Directions for this task :: Even if the data beneath seems repetitive, write it all out again exactly.

Dataset ::
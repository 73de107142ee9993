use actix_web::{middleware::Logger, web, App, HttpServer};
use log::{info, warn};
use std::path::Path;

use photo_drop::api;
use photo_drop::app_state::AppState;
use photo_drop::config::{AppConfig, LoggingConfig};

/// log4rs from the configured file, env_logger when that file is absent or broken
fn init_logging(config: &LoggingConfig) {
    if Path::new(&config.config_file).exists() {
        match log4rs::init_file(&config.config_file, Default::default()) {
            Ok(()) => return,
            Err(e) => eprintln!("Failed to load log config {}: {}", config.config_file, e),
        }
    }
    env_logger::Builder::from_env(env_logger::Env::default().default_filter_or("info")).init();
    warn!("Log config {} not usable, logging to stderr", config.config_file);
}

fn to_io_error(err: photo_drop::error::StoreError) -> std::io::Error {
    std::io::Error::new(std::io::ErrorKind::Other, err)
}

#[actix_web::main]
async fn main() -> std::io::Result<()> {
    let config = AppConfig::load().map_err(to_io_error)?;
    init_logging(&config.logging);

    let server = config.server.clone();
    let app_state = web::Data::new(AppState::from_config(config).map_err(to_io_error)?);

    info!("Starting server on {}:{}", server.host, server.port);
    HttpServer::new(move || {
        App::new()
            .wrap(Logger::default())
            .app_data(app_state.clone())
            .configure(api::configure)
    })
    .workers(server.workers)
    .bind((server.host.as_str(), server.port))?
    .run()
    .await
}
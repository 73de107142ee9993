//! File service: validator, local store and optional remote mirror behind one interface

use crate::error::{Result, StoreError};
use crate::remote::RemoteObjectStore;
use crate::storage::{FileName, FileStore};
use crate::validator::{is_allowed_filename, secure_filename};
use std::sync::Arc;
use log::{error, info, warn};

pub struct FileService {
    local: Arc<dyn FileStore>,
    remote: Option<Arc<dyn RemoteObjectStore>>,
}

impl FileService {
    /// Create a file service with injected backends
    pub fn new(local: Arc<dyn FileStore>, remote: Option<Arc<dyn RemoteObjectStore>>) -> Self {
        Self { local, remote }
    }

    pub fn has_remote(&self) -> bool {
        self.remote.is_some()
    }

    /// Accepted filenames currently stored
    pub fn list(&self) -> Result<Vec<FileName>> {
        self.local.list()
    }

    /// Always served from the local store
    pub fn read(&self, name: &str) -> Result<Vec<u8>> {
        self.local.read(name)
    }

    /// Validate and sanitise `original_name`, store `data` under the sanitised name and
    /// mirror it remotely. Returns the name the file was stored under.
    ///
    /// If the remote upload fails the local write is undone and the remote error returned.
    pub async fn upload(&self, original_name: &str, data: &[u8]) -> Result<FileName> {
        if !is_allowed_filename(original_name) {
            warn!("Rejected upload with filename {:?}", original_name);
            return Err(StoreError::InvalidInput(format!("Invalid file type: {:?}", original_name)));
        }
        let name = secure_filename(original_name);
        if !is_allowed_filename(&name) {
            warn!("Filename {:?} sanitised to unusable {:?}", original_name, name);
            return Err(StoreError::InvalidInput(format!("Invalid file name: {:?}", original_name)));
        }

        let remote = match &self.remote {
            Some(remote) => remote,
            None => {
                self.local.save(&name, data)?;
                return Ok(name);
            }
        };

        let previous = match self.local.read(&name) {
            Ok(bytes) => Some(bytes),
            Err(e) if e.is_not_found() => None,
            Err(e) => return Err(e),
        };
        self.local.save(&name, data)?;

        if let Err(e) = remote.upload(&name, data).await {
            error!("Failed to upload {} to {} store: {}", name, remote.name(), e);
            self.roll_back(&name, previous);
            return Err(e);
        }
        info!("Stored {} locally and in {} store", name, remote.name());
        Ok(name)
    }

    /// Delete `name` remotely first, then locally. A blob already missing remotely is
    /// tolerated; any other remote error leaves the local file in place.
    pub async fn delete(&self, name: &str) -> Result<()> {
        if !self.local.exists(name)? {
            return Err(StoreError::NotFound(name.to_string()));
        }

        if let Some(remote) = &self.remote {
            match remote.delete(name).await {
                Ok(()) => {}
                Err(e) if e.is_not_found() => {
                    warn!("{} was already missing from {} store", name, remote.name());
                }
                Err(e) => {
                    error!("Failed to delete {} from {} store: {}", name, remote.name(), e);
                    return Err(e);
                }
            }
        }

        self.local.delete(name)
    }

    fn roll_back(&self, name: &str, previous: Option<Vec<u8>>) {
        let result = match previous {
            Some(bytes) => self.local.save(name, &bytes),
            None => self.local.delete(name),
        };
        match result {
            Ok(()) => info!("Rolled back local copy of {}", name),
            Err(e) => error!("Failed to roll back local copy of {}: {}", name, e),
        }
    }
}
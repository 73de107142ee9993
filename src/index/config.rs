//! Construction of the configured photo index

use crate::config::{IndexBackend, IndexConfig};
use crate::error::Result;
use crate::index::{PhotoIndex, mock_store::MockPhotoIndex, sqlite_store::SqlitePhotoIndex};
use std::sync::Arc;
use log::info;

/// Create the photo index, or `None` when it is disabled
pub fn create_store(config: &IndexConfig) -> Result<Option<Arc<dyn PhotoIndex>>> {
    match config.backend {
        IndexBackend::Disabled => {
            info!("Photo index disabled");
            Ok(None)
        }
        IndexBackend::SQLite => {
            info!("Using SQLite photo index with db_path: {}, wal_mode: {}", config.db_path, config.wal_mode);
            let index: Arc<dyn PhotoIndex> = Arc::new(SqlitePhotoIndex::open(&config.db_path, config.wal_mode)?);
            Ok(Some(index))
        }
        IndexBackend::Mock => {
            info!("Using mock photo index");
            let index: Arc<dyn PhotoIndex> = Arc::new(MockPhotoIndex::new());
            Ok(Some(index))
        }
    }
}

Response to the exercise ::
repository 73de107142ee9993
use actix_web::{middleware::Logger, web, App, HttpServer};
use log::{info, warn};
use std::path::Path;

use photo_drop::api;
use photo_drop::app_state::AppState;
use photo_drop::config::{AppConfig, LoggingConfig};

/// log4rs from the configured file, env_logger when that file is absent or broken
fn init_logging(config: &LoggingConfig) {
    if Path::new(&config.config_file).exists() {
        match log4rs::init_file(&config.config_file, Default::default()) {
            Ok(()) => return,
            Err(e) => eprintln!("Failed to load log config {}: {}", config.config_file, e),
        }
    }
    env_logger::Builder::from_env(env_logger::Env::default().default_filter_or("info")).init();
    warn!("Log config {} not usable, logging to stderr", config.config_file);
}

fn to_io_error(err: photo_drop::error::StoreError) -> std::io::Error {
    std::io::Error::new(std::io::ErrorKind::Other, err)
}

#[actix_web::main]
async fn main() -> std::io::Result<()> {
    let config = AppConfig::load().map_err(to_io_error)?;
    init_logging(&config.logging);

    let server = config.server.clone();
    let app_state = web::Data::new(AppState::from_config(config).map_err(to_io_error)?);

    info!("Starting server on {}:{}", server.host, server.port);
    HttpServer::new(move || {
        App::new()
            .wrap(Logger::default())
            .app_data(app_state.clone())
            .configure(api::configure)
    })
    .workers(server.workers)
    .bind((server.host.as_str(), server.port))?
    .run()
    .await
}
repository 73de107142ee9993
//! File service: validator, local store and optional remote mirror behind one interface

use crate::error::{Result, StoreError};
use crate::remote::RemoteObjectStore;
use crate::storage::{FileName, FileStore};
use crate::validator::{is_allowed_filename, secure_filename};
use std::sync::Arc;
use log::{error, info, warn};

pub struct FileService {
    local: Arc<dyn FileStore>,
    remote: Option<Arc<dyn RemoteObjectStore>>,
}

impl FileService {
    /// Create a file service with injected backends
    pub fn new(local: Arc<dyn FileStore>, remote: Option<Arc<dyn RemoteObjectStore>>) -> Self {
        Self { local, remote }
    }

    pub fn has_remote(&self) -> bool {
        self.remote.is_some()
    }

    /// Accepted filenames currently stored
    pub fn list(&self) -> Result<Vec<FileName>> {
        self.local.list()
    }

    /// Always served from the local store
    pub fn read(&self, name: &str) -> Result<Vec<u8>> {
        self.local.read(name)
    }

    /// Validate and sanitise `original_name`, store `data` under the sanitised name and
    /// mirror it remotely. Returns the name the file was stored under.
    ///
    /// If the remote upload fails the local write is undone and the remote error returned.
    pub async fn upload(&self, original_name: &str, data: &[u8]) -> Result<FileName> {
        if !is_allowed_filename(original_name) {
            warn!("Rejected upload with filename {:?}", original_name);
            return Err(StoreError::InvalidInput(format!("Invalid file type: {:?}", original_name)));
        }
        let name = secure_filename(original_name);
        if !is_allowed_filename(&name) {
            warn!("Filename {:?} sanitised to unusable {:?}", original_name, name);
            return Err(StoreError::InvalidInput(format!("Invalid file name: {:?}", original_name)));
        }

        let remote = match &self.remote {
            Some(remote) => remote,
            None => {
                self.local.save(&name, data)?;
                return Ok(name);
            }
        };

        let previous = match self.local.read(&name) {
            Ok(bytes) => Some(bytes),
            Err(e) if e.is_not_found() => None,
            Err(e) => return Err(e),
        };
        self.local.save(&name, data)?;

        if let Err(e) = remote.upload(&name, data).await {
            error!("Failed to upload {} to {} store: {}", name, remote.name(), e);
            self.roll_back(&name, previous);
            return Err(e);
        }
        info!("Stored {} locally and in {} store", name, remote.name());
        Ok(name)
    }

    /// Delete `name` remotely first, then locally. A blob already missing remotely is
    /// tolerated; any other remote error leaves the local file in place.
    pub async fn delete(&self, name: &str) -> Result<()> {
        if !self.local.exists(name)? {
            return Err(StoreError::NotFound(name.to_string()));
        }

        if let Some(remote) = &self.remote {
            match remote.delete(name).await {
                Ok(()) => {}
                Err(e) if e.is_not_found() => {
                    warn!("{} was already missing from {} store", name, remote.name());
                }
                Err(e) => {
                    error!("Failed to delete {} from {} store: {}", name, remote.name(), e);
                    return Err(e);
                }
            }
        }

        self.local.delete(name)
    }

    fn roll_back(&self, name: &str, previous: Option<Vec<u8>>) {
        let result = match previous {
            Some(bytes) => self.local.save(name, &bytes),
            None => self.local.delete(name),
        };
        match result {
            Ok(()) => info!("Rolled back local copy of {}", name),
            Err(e) => error!("Failed to roll back local copy of {}: {}", name, e),
        }
    }
}
repository 73de107142ee9993
filename src/index/config.rs
//! Construction of the configured photo index

use crate::config::{IndexBackend, IndexConfig};
use crate::error::Result;
use crate::index::{PhotoIndex, mock_store::MockPhotoIndex, sqlite_store::SqlitePhotoIndex};
use std::sync::Arc;
use log::info;

/// Create the photo index, or `None` when it is disabled
pub fn create_store(config: &IndexConfig) -> Result<Option<Arc<dyn PhotoIndex>>> {
    match config.backend {
        IndexBackend::Disabled => {
            info!("Photo index disabled");
            Ok(None)
        }
        IndexBackend::SQLite => {
            info!("Using SQLite photo index with db_path: {}, wal_mode: {}", config.db_path, config.wal_mode);
            let index: Arc<dyn PhotoIndex> = Arc::new(SqlitePhotoIndex::open(&config.db_path, config.wal_mode)?);
            Ok(Some(index))
        }
        IndexBackend::Mock => {
            info!("Using mock photo index");
            let index: Arc<dyn PhotoIndex> = Arc::new(MockPhotoIndex::new());
            Ok(Some(index))
        }
    }
}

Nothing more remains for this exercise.